Мои родители, и мы, дети, считали, что у нас очень скромные средства, и это было так, в сравнении со многими семьями, нам близкими, Гагариными, Щербатовыми, Самариными, и другими. Мой отец был плохой хозяин, и не преумножил, но значительно уменьшил свое состояние, и вследствие непрактичности, и помогая разорившемуся брату.
С детства нас приучили к большой простоте и умеренности, поэтому мы умели ценить каждое скромное удовольствие. С 16 лет мне стали давать 3 рубля в месяц, а студентом я получал всего 10 рублей, хотя сейчас по беженским расчетам это показалось бы еще не так плохо.
Рядом с этим, мы жили в скромной по тогдашнему мерилу, но отличной квартире; у меня, студента, была и маленькая спальня, и кабинет. У нас были 3 пары лошадей, два кучера, большой штат прислуги, два лакея, повар для нас, кухарка для прислуги; из имения в Пензенской губ[ернии], которое не приносило, а уносило, ибо доход клал себе в карман управляющий, мы получали всякую живность, индеек, гусей, кур, что считалось принадлежностью самого скромного ежедневного стола с обедом из 4-х блюд. Все относительно на белом свете, и то, что до войны казалось минимумом, то показалось бы теперь, в беженстве, неслыханной роскошью, например, скромный ужин по вторникам после винта: осетрина, рябчики и пирожное человек на 80, и все в таком роде…

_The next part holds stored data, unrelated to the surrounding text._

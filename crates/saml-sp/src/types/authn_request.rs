//! SAML AuthnRequest types.
//!
//! Authentication request message sent by this service provider to an identity provider.

use chrono::{DateTime, SecondsFormat, Utc};

use crate::xml::escape::{escape_attr, escape_text};

use super::{name_id_formats, SamlBinding, SAMLP_NS, SAML_NS};

/// SAML Authentication Request.
#[derive(Debug, Clone)]
pub struct AuthnRequest {
    /// Unique identifier for this request.
    pub id: String,

    /// Timestamp when this request was issued.
    pub issue_instant: DateTime<Utc>,

    /// The entity ID placed in the `Issuer` element.
    pub issuer: String,

    /// The IdP SSO URL this request is addressed to.
    pub destination: String,

    /// The URL where the response should be sent.
    pub assertion_consumer_service_url: String,

    /// Binding advertised in `ProtocolBinding`.
    pub protocol_binding: SamlBinding,

    /// Name ID policy constraints.
    pub name_id_policy: NameIdPolicy,
}

impl AuthnRequest {
    /// Creates a new authentication request with a fresh ID and the current time.
    #[must_use]
    pub fn new(issuer: impl Into<String>) -> Self {
        Self {
            id: format!("_id{}", uuid::Uuid::new_v4()),
            issue_instant: Utc::now(),
            issuer: issuer.into(),
            destination: String::new(),
            assertion_consumer_service_url: String::new(),
            protocol_binding: SamlBinding::Redirect,
            name_id_policy: NameIdPolicy::default(),
        }
    }

    /// Sets the assertion consumer service URL.
    #[must_use]
    pub fn with_acs_url(mut self, url: impl Into<String>) -> Self {
        self.assertion_consumer_service_url = url.into();
        self
    }

    /// Sets the destination URL.
    #[must_use]
    pub fn with_destination(mut self, url: impl Into<String>) -> Self {
        self.destination = url.into();
        self
    }

    /// Sets the protocol binding.
    #[must_use]
    pub const fn with_binding(mut self, binding: SamlBinding) -> Self {
        self.protocol_binding = binding;
        self
    }

    /// Renders the request document.
    ///
    /// The shape is fixed: a `samlp:AuthnRequest` root carrying the request
    /// attributes, followed by `saml:Issuer` and a `NameIDPolicy`.
    #[must_use]
    pub fn to_xml(&self) -> String {
        format!(
            concat!(
                r#"<samlp:AuthnRequest xmlns:samlp="{samlp}" xmlns:saml="{saml}""#,
                r#" ID="{id}" Version="2.0" IssueInstant="{instant}" Destination="{destination}""#,
                r#" ProtocolBinding="{binding}" AssertionConsumerServiceURL="{acs}">"#,
                r#"<saml:Issuer>{issuer}</saml:Issuer>"#,
                r#"<samlp:NameIDPolicy Format="{format}" AllowCreate="{allow_create}"/>"#,
                r#"</samlp:AuthnRequest>"#
            ),
            samlp = SAMLP_NS,
            saml = SAML_NS,
            id = escape_attr(&self.id),
            instant = self.issue_instant.to_rfc3339_opts(SecondsFormat::Secs, true),
            destination = escape_attr(&self.destination),
            binding = self.protocol_binding.uri(),
            acs = escape_attr(&self.assertion_consumer_service_url),
            issuer = escape_text(&self.issuer),
            format = self.name_id_policy.format,
            allow_create = self.name_id_policy.allow_create,
        )
    }
}

/// Name ID policy requested from the identity provider.
#[derive(Debug, Clone, Copy, PartialEq, Eq)]
pub struct NameIdPolicy {
    /// Requested identifier format URI.
    pub format: &'static str,

    /// Whether the IdP may create a new identifier for the principal.
    pub allow_create: bool,
}

impl Default for NameIdPolicy {
    fn default() -> Self {
        Self {
            format: name_id_formats::EMAIL_ADDRESS,
            allow_create: true,
        }
    }
}
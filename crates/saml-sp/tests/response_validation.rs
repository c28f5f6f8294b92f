//! Response validation tests against responses signed by a test IdP.

use chrono::{DateTime, Duration, TimeZone, Utc};

use saml_sp::{
    process_response, status_codes, ResponseValidator, SamlError, SamlErrorKind, SubjectConfirmation, SAML_NS,
};

use crate::common::{flip_signature_bit, ResponseFixture, TestIdp, IDP_ENTITY_ID, SP_ENTITY_ID};

fn fixed_now() -> DateTime<Utc> {
    Utc.with_ymd_and_hms(2024, 3, 1, 12, 0, 0).unwrap()
}

/// A fixture valid from `fixed_now() - 1m` until `fixed_now() + 5m`.
fn fixture() -> ResponseFixture {
    ResponseFixture {
        not_before: fixed_now() - Duration::minutes(1),
        not_on_or_after: fixed_now() + Duration::minutes(5),
        ..ResponseFixture::default()
    }
}

fn rejection_kind(idp: &TestIdp, xml: &str) -> SamlErrorKind {
    match idp.validator().process_response_at(xml, fixed_now()) {
        Ok(assertion) => panic!("accepted assertion {}", assertion.id),
        Err(e) => {
            assert!(e.is_authentication_rejection(), "{e}");
            e.kind()
        }
    }
}

/// Tests that a well-formed signed response yields the assertion fields.
#[test]
fn test_valid_response_is_accepted() -> anyhow::Result<()> {
    let idp = TestIdp::new()?;
    let signed = idp.sign(&fixture().to_xml())?;

    let assertion = idp.validator().process_response_at(&signed, fixed_now())?;

    assert_eq!(assertion.id, "_assert1");
    assert_eq!(assertion.issuer, IDP_ENTITY_ID);
    assert_eq!(assertion.subject.name_id, "user@example.com");
    assert_eq!(assertion.subject.confirmation.method, SubjectConfirmation::BEARER);
    assert_eq!(assertion.subject.confirmation.confirmation_data.recipient, SP_ENTITY_ID);
    assert_eq!(assertion.authn_statement.session_index.as_deref(), Some("_session1"));
    assert_eq!(assertion.attribute("mail"), Some("user@example.com"));
    assert_eq!(assertion.attribute("groups"), Some("admins"));

    let conditions = assertion.conditions.ok_or_else(|| anyhow::anyhow!("conditions missing"))?;
    assert_eq!(conditions.not_on_or_after, fixed_now() + Duration::minutes(5));
    assert!(conditions.allows_audience(SP_ENTITY_ID));
    Ok(())
}

/// Tests the one-call entry point with the current clock.
#[test]
fn test_process_response_uses_current_time() -> anyhow::Result<()> {
    let idp = TestIdp::new()?;
    let signed = idp.sign(&ResponseFixture::default().to_xml())?;

    let assertion = process_response(&signed, &idp.public_key_pem, SP_ENTITY_ID)?;
    assert_eq!(assertion.issuer, IDP_ENTITY_ID);
    Ok(())
}

/// Tests that a signature on the Response element covers the assertion.
#[test]
fn test_response_level_signature() -> anyhow::Result<()> {
    let idp = TestIdp::new()?;
    let signed = idp.sign_at_response(&fixture().to_xml())?;
    assert!(signed.find("<ds:Signature") < signed.find("<saml:Assertion"));

    let assertion = idp.validator().process_response_at(&signed, fixed_now())?;
    assert_eq!(assertion.subject.name_id, "user@example.com");

    let tampered = signed.replacen(">user@example.com</saml:NameID>", ">root@example.com</saml:NameID>", 1);
    assert_eq!(rejection_kind(&idp, &tampered), SamlErrorKind::SignatureVerification);
    Ok(())
}

/// Tests that any single flipped bit in the signature value is rejected.
#[test]
fn test_flipped_signature_bits_are_rejected() -> anyhow::Result<()> {
    let idp = TestIdp::new()?;
    let signed = idp.sign(&fixture().to_xml())?;

    for bit in (0..512).step_by(13) {
        let flipped = flip_signature_bit(&signed, bit)?;
        assert_ne!(flipped, signed);
        assert_eq!(rejection_kind(&idp, &flipped), SamlErrorKind::SignatureVerification, "bit {bit}");
    }
    Ok(())
}

/// Tests that edits to signed assertion content invalidate the signature.
#[test]
fn test_tampered_assertion_is_rejected() -> anyhow::Result<()> {
    let idp = TestIdp::new()?;
    let signed = idp.sign(&fixture().to_xml())?;

    for (from, to) in [
        (">user@example.com</saml:NameID>", ">root@example.com</saml:NameID>"),
        (">admins</saml:AttributeValue>", ">superusers</saml:AttributeValue>"),
        (r#"SessionIndex="_session1""#, r#"SessionIndex="_session2""#),
        ("<saml:Subject>", "<saml:Subject>\n"),
    ] {
        let tampered = signed.replacen(from, to, 1);
        assert_ne!(tampered, signed, "{from}");
        assert_eq!(rejection_kind(&idp, &tampered), SamlErrorKind::SignatureVerification, "{from}");
    }
    Ok(())
}

/// Tests that widening the validity window after signing is detected.
#[test]
fn test_extended_conditions_are_rejected() -> anyhow::Result<()> {
    let idp = TestIdp::new()?;
    let expired = ResponseFixture {
        not_before: fixed_now() - Duration::minutes(10),
        not_on_or_after: fixed_now() - Duration::minutes(5),
        ..fixture()
    };
    let signed = idp.sign(&expired.to_xml())?;
    assert_eq!(rejection_kind(&idp, &signed), SamlErrorKind::ConditionsInvalid);

    let extended = signed.replace("2024-03-01T11:55:00Z", "2024-03-01T12:55:00Z");
    assert_eq!(rejection_kind(&idp, &extended), SamlErrorKind::SignatureVerification);
    Ok(())
}

/// Tests that a response signed by another key is rejected.
#[test]
fn test_untrusted_key_is_rejected() -> anyhow::Result<()> {
    let idp = TestIdp::new()?;
    let impostor = TestIdp::new()?;
    let signed = impostor.sign(&fixture().to_xml())?;

    assert_eq!(rejection_kind(&idp, &signed), SamlErrorKind::SignatureVerification);

    let unusable = ResponseValidator::new("not a key", SP_ENTITY_ID);
    let err = unusable.process_response_at(&signed, fixed_now()).unwrap_err();
    assert_eq!(err.kind(), SamlErrorKind::SignatureVerification);
    Ok(())
}

/// Tests the half-open validity window with and without clock skew.
#[test]
fn test_conditions_window() -> anyhow::Result<()> {
    let idp = TestIdp::new()?;
    let signed = idp.sign(&fixture().to_xml())?;
    let validator = idp.validator();

    let not_before = fixed_now() - Duration::minutes(1);
    let not_on_or_after = fixed_now() + Duration::minutes(5);

    assert!(validator.process_response_at(&signed, not_before).is_ok());
    assert!(validator
        .process_response_at(&signed, not_on_or_after - Duration::seconds(1))
        .is_ok());

    for now in [not_before - Duration::seconds(1), not_on_or_after, not_on_or_after + Duration::hours(1)] {
        let err = validator.process_response_at(&signed, now).unwrap_err();
        assert_eq!(err.kind(), SamlErrorKind::ConditionsInvalid, "{now}");
    }

    let lenient = idp.validator().with_clock_skew(Duration::minutes(2));
    assert!(lenient.process_response_at(&signed, not_on_or_after).is_ok());
    assert!(lenient
        .process_response_at(&signed, not_before - Duration::minutes(1))
        .is_ok());
    assert!(lenient
        .process_response_at(&signed, not_on_or_after + Duration::minutes(2))
        .is_err());
    Ok(())
}

/// Tests that the audience must name this SP exactly.
#[test]
fn test_audience_restrictions() -> anyhow::Result<()> {
    let idp = TestIdp::new()?;

    let other = ResponseFixture {
        audiences: vec!["http://other-sp.example/saml".to_string()],
        ..fixture()
    };
    let signed = idp.sign(&other.to_xml())?;
    match idp.validator().process_response_at(&signed, fixed_now()) {
        Err(SamlError::AudienceMismatch { expected }) => assert_eq!(expected, SP_ENTITY_ID),
        other => panic!("{other:?}"),
    }

    let none = ResponseFixture {
        audiences: Vec::new(),
        ..fixture()
    };
    let signed = idp.sign(&none.to_xml())?;
    assert_eq!(rejection_kind(&idp, &signed), SamlErrorKind::AudienceMismatch);

    let several = ResponseFixture {
        audiences: vec!["urn:first".to_string(), SP_ENTITY_ID.to_string()],
        ..fixture()
    };
    let signed = idp.sign(&several.to_xml())?;
    assert!(idp.validator().process_response_at(&signed, fixed_now()).is_ok());

    let trailing_slash = ResponseValidator::new(&idp.public_key_pem, format!("{SP_ENTITY_ID}/"));
    let err = trailing_slash.process_response_at(&signed, fixed_now()).unwrap_err();
    assert_eq!(err.kind(), SamlErrorKind::AudienceMismatch);
    Ok(())
}

/// Tests that the window is checked before the audience.
#[test]
fn test_expired_and_misaddressed_reports_window() -> anyhow::Result<()> {
    let idp = TestIdp::new()?;
    let response = ResponseFixture {
        audiences: vec!["urn:someone-else".to_string()],
        not_on_or_after: fixed_now(),
        ..fixture()
    };
    let signed = idp.sign(&response.to_xml())?;
    assert_eq!(rejection_kind(&idp, &signed), SamlErrorKind::ConditionsInvalid);
    Ok(())
}

/// Tests that signed assertions lacking required fields are still rejected.
#[test]
fn test_critical_fields_are_required() -> anyhow::Result<()> {
    let idp = TestIdp::new()?;

    let no_issuer = ResponseFixture {
        issuer: "  ".to_string(),
        ..fixture()
    };
    let signed = idp.sign(&no_issuer.to_xml())?;
    match idp.validator().process_response_at(&signed, fixed_now()) {
        Err(SamlError::CriticalFieldMissing(field)) => assert_eq!(field, "Issuer"),
        other => panic!("{other:?}"),
    }

    let no_name_id = ResponseFixture {
        name_id: None,
        ..fixture()
    };
    let signed = idp.sign(&no_name_id.to_xml())?;
    match idp.validator().process_response_at(&signed, fixed_now()) {
        Err(SamlError::CriticalFieldMissing(field)) => assert_eq!(field, "NameID"),
        other => panic!("{other:?}"),
    }
    Ok(())
}

/// Tests that deeply nested content is refused before canonicalization.
#[test]
fn test_deeply_nested_assertion_is_rejected() -> anyhow::Result<()> {
    let idp = TestIdp::new()?;
    let signed = idp.sign(&fixture().to_xml())?;
    let depth = 200_000;
    let nested = signed.replacen(
        "</saml:Assertion>",
        &format!("{}{}</saml:Assertion>", "<x>".repeat(depth), "</x>".repeat(depth)),
        1,
    );
    assert_eq!(rejection_kind(&idp, &nested), SamlErrorKind::Parse);
    Ok(())
}

/// Tests that a missing Conditions element is a parse failure.
#[test]
fn test_missing_conditions() -> anyhow::Result<()> {
    let idp = TestIdp::new()?;
    let response = ResponseFixture {
        with_conditions: false,
        ..fixture()
    };
    let signed = idp.sign(&response.to_xml())?;
    assert_eq!(rejection_kind(&idp, &signed), SamlErrorKind::ConditionsParse);
    Ok(())
}

/// Tests that a non-success status short-circuits before the signature.
#[test]
fn test_failed_status_is_rejected() -> anyhow::Result<()> {
    let idp = TestIdp::new()?;
    let denied = ResponseFixture {
        status: Some(status_codes::RESPONDER),
        ..fixture()
    };
    let signed = idp.sign(&denied.to_xml())?;
    assert_eq!(rejection_kind(&idp, &signed), SamlErrorKind::StatusNotSuccess);

    let unsigned = ResponseFixture {
        status: Some(status_codes::REQUESTER),
        ..fixture()
    };
    assert_eq!(rejection_kind(&idp, &unsigned.to_xml()), SamlErrorKind::StatusNotSuccess);

    let no_status = ResponseFixture {
        status: None,
        ..fixture()
    };
    let signed = idp.sign(&no_status.to_xml())?;
    assert!(idp.validator().process_response_at(&signed, fixed_now()).is_ok());
    Ok(())
}

/// Tests that unsigned or unreadable signatures are reported as location errors.
#[test]
fn test_signature_must_be_present() -> anyhow::Result<()> {
    let idp = TestIdp::new()?;
    assert_eq!(rejection_kind(&idp, &fixture().to_xml()), SamlErrorKind::SignatureLocation);

    let signed = idp.sign(&fixture().to_xml())?;
    let value = crate::common::signature_value_text(&signed)?;
    let garbled = signed.replacen(&value, "%%%not base64%%%", 1);
    assert_eq!(rejection_kind(&idp, &garbled), SamlErrorKind::SignatureLocation);

    let emptied = signed.replacen(&value, "", 1);
    assert_eq!(rejection_kind(&idp, &emptied), SamlErrorKind::SignatureLocation);
    Ok(())
}

/// Tests that only exclusive canonicalization is honoured.
#[test]
fn test_unsupported_canonicalization() -> anyhow::Result<()> {
    let idp = TestIdp::new()?;
    let signed = idp.sign(&fixture().to_xml())?;
    let inclusive = signed.replace(
        r#"<ds:CanonicalizationMethod Algorithm="http://www.w3.org/2001/10/xml-exc-c14n#"/>"#,
        r#"<ds:CanonicalizationMethod Algorithm="http://www.w3.org/TR/2001/REC-xml-c14n-20010315"/>"#,
    );
    assert_ne!(inclusive, signed);
    assert_eq!(rejection_kind(&idp, &inclusive), SamlErrorKind::Canonicalization);
    Ok(())
}

/// Tests that a signature method other than ECDSA-SHA256 is refused.
#[test]
fn test_unsupported_signature_method() -> anyhow::Result<()> {
    let idp = TestIdp::new()?;
    let signed = idp.sign(&fixture().to_xml())?;
    let rsa = signed.replace(
        "http://www.w3.org/2001/04/xmldsig-more#ecdsa-sha256",
        "http://www.w3.org/2001/04/xmldsig-more#rsa-sha256",
    );
    assert_ne!(rsa, signed);
    assert_eq!(rejection_kind(&idp, &rsa), SamlErrorKind::SignatureVerification);
    Ok(())
}

/// Tests that the assertion may use any prefix or the default namespace.
#[test]
fn test_namespace_prefix_independence() -> anyhow::Result<()> {
    let idp = TestIdp::new()?;
    for prefix in ["saml", "saml2", "a", ""] {
        for declare_on_root in [false, true] {
            let response = ResponseFixture {
                prefix,
                declare_on_root,
                ..fixture()
            };
            let signed = idp.sign(&response.to_xml())?;
            let assertion = idp
                .validator()
                .process_response_at(&signed, fixed_now())
                .map_err(|e| anyhow::anyhow!("prefix {prefix:?} on root {declare_on_root}: {e}"))?;
            assert_eq!(assertion.subject.name_id, "user@example.com");
        }
    }
    Ok(())
}

/// Tests that serialization changes outside the canonical form keep the signature valid.
#[test]
fn test_signature_survives_reserialization() -> anyhow::Result<()> {
    let idp = TestIdp::new()?;
    let signed = idp.sign(&fixture().to_xml())?;

    let saml_decl = format!(r#" xmlns:saml="{SAML_NS}""#);
    let moved = signed
        .replacen(&saml_decl, "", 1)
        .replacen("<samlp:Response ", &format!("<samlp:Response{saml_decl} "), 1);
    let unused = signed.replacen("<saml:Assertion ", r#"<saml:Assertion xmlns:extra="urn:unused" "#, 1);
    let quoted = signed.replacen(r#"ID="_assert1""#, "ID='_assert1'", 1);
    let self_closing = signed.replacen(
        r#"InResponseTo="_req1"/>"#,
        r#"InResponseTo="_req1"></saml:SubjectConfirmationData>"#,
        1,
    );
    let value = crate::common::signature_value_text(&signed)?;
    let (head, tail) = value.split_at(value.len() / 2);
    let wrapped = signed.replacen(&value, &format!("\n  {head}\n  {tail}\n"), 1);
    let declared = format!("<?xml version=\"1.0\" encoding=\"UTF-8\"?>\n{signed}");

    for variant in [&moved, &unused, &quoted, &self_closing, &wrapped, &declared] {
        assert_ne!(variant, &signed);
        idp.validator()
            .process_response_at(variant, fixed_now())
            .map_err(|e| anyhow::anyhow!("{e}: {variant}"))?;
    }
    Ok(())
}

/// Tests that one validator can be shared across threads.
#[test]
fn test_validator_is_shareable() -> anyhow::Result<()> {
    let idp = TestIdp::new()?;
    let validator = idp.validator();
    let good = idp.sign(&fixture().to_xml())?;
    let bad = flip_signature_bit(&good, 100)?;

    std::thread::scope(|scope| {
        for i in 0..8 {
            let xml = if i % 2 == 0 { &good } else { &bad };
            let validator = &validator;
            scope.spawn(move || {
                let result = validator.process_response_at(xml, fixed_now());
                assert_eq!(result.is_ok(), i % 2 == 0);
            });
        }
    });
    Ok(())
}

Одновременно со мною на филологический факультет поступил Николай Гагарин. Мои сестры уже раньше сблизились с его сестрами и бывали друг у друга. В голодный 1892-й год устраивались вечера, во время коих московские девицы шили и вязали всякие носильные вещи для голодающих. Гагарины достали на фасон рубашку и штаны у жены городового, стоявшего у них на перекрестке, но я помню, что почему-то сшитые ими штаны имели вид пирамиды, что вызывало немало шуток. Сомнительно, чтобы голодающие получили существенную помощь от этих soir'ees de couture [139] , на которые допускались и молодые люди для содействия в этом добром деле. Я изредка только встречался с Николаем до совместного поступления в университет, которое нас сразу сблизило. Способствовало этому и наше близкое соседство. Мы жили на Кудринской ул[ицы], а от Кудринской площади начинался Новинский бульвар, где жили Гагарины в своем чудном старинном доме.
139
«Швейных вечеров» (франц.).
Николай был единственный сын, наследник и продолжатель Гагаринского рода, – любимец, надежда и гордость семьи, предмет обожания своих родителей, сестер и теток. Он рос избалованный отношением всей своей семьи и в привычках большой роскоши. В эту пору он был необыкновенно живой, жизнерадостный, впечатлительный и с повышенной нервной отзывчивостью на все юноша. Толстый, бородатый с 15-летнего возраста, он поражал солидностью своей внешности и несолидностью обращения: он прыгал и носился, как теленок, задравший хвост, с раскатами смеха, которые потрясали всю его корпуленцию. Первый раз что я его увидел – это было на балу взрослых и подростков у них дома. Он был в черном сюртуке со своей бородой, ему было всего 15 лет, те кто этого не знали, находили «невозможным этого господина», только младенческие глаза выдавали его возраст.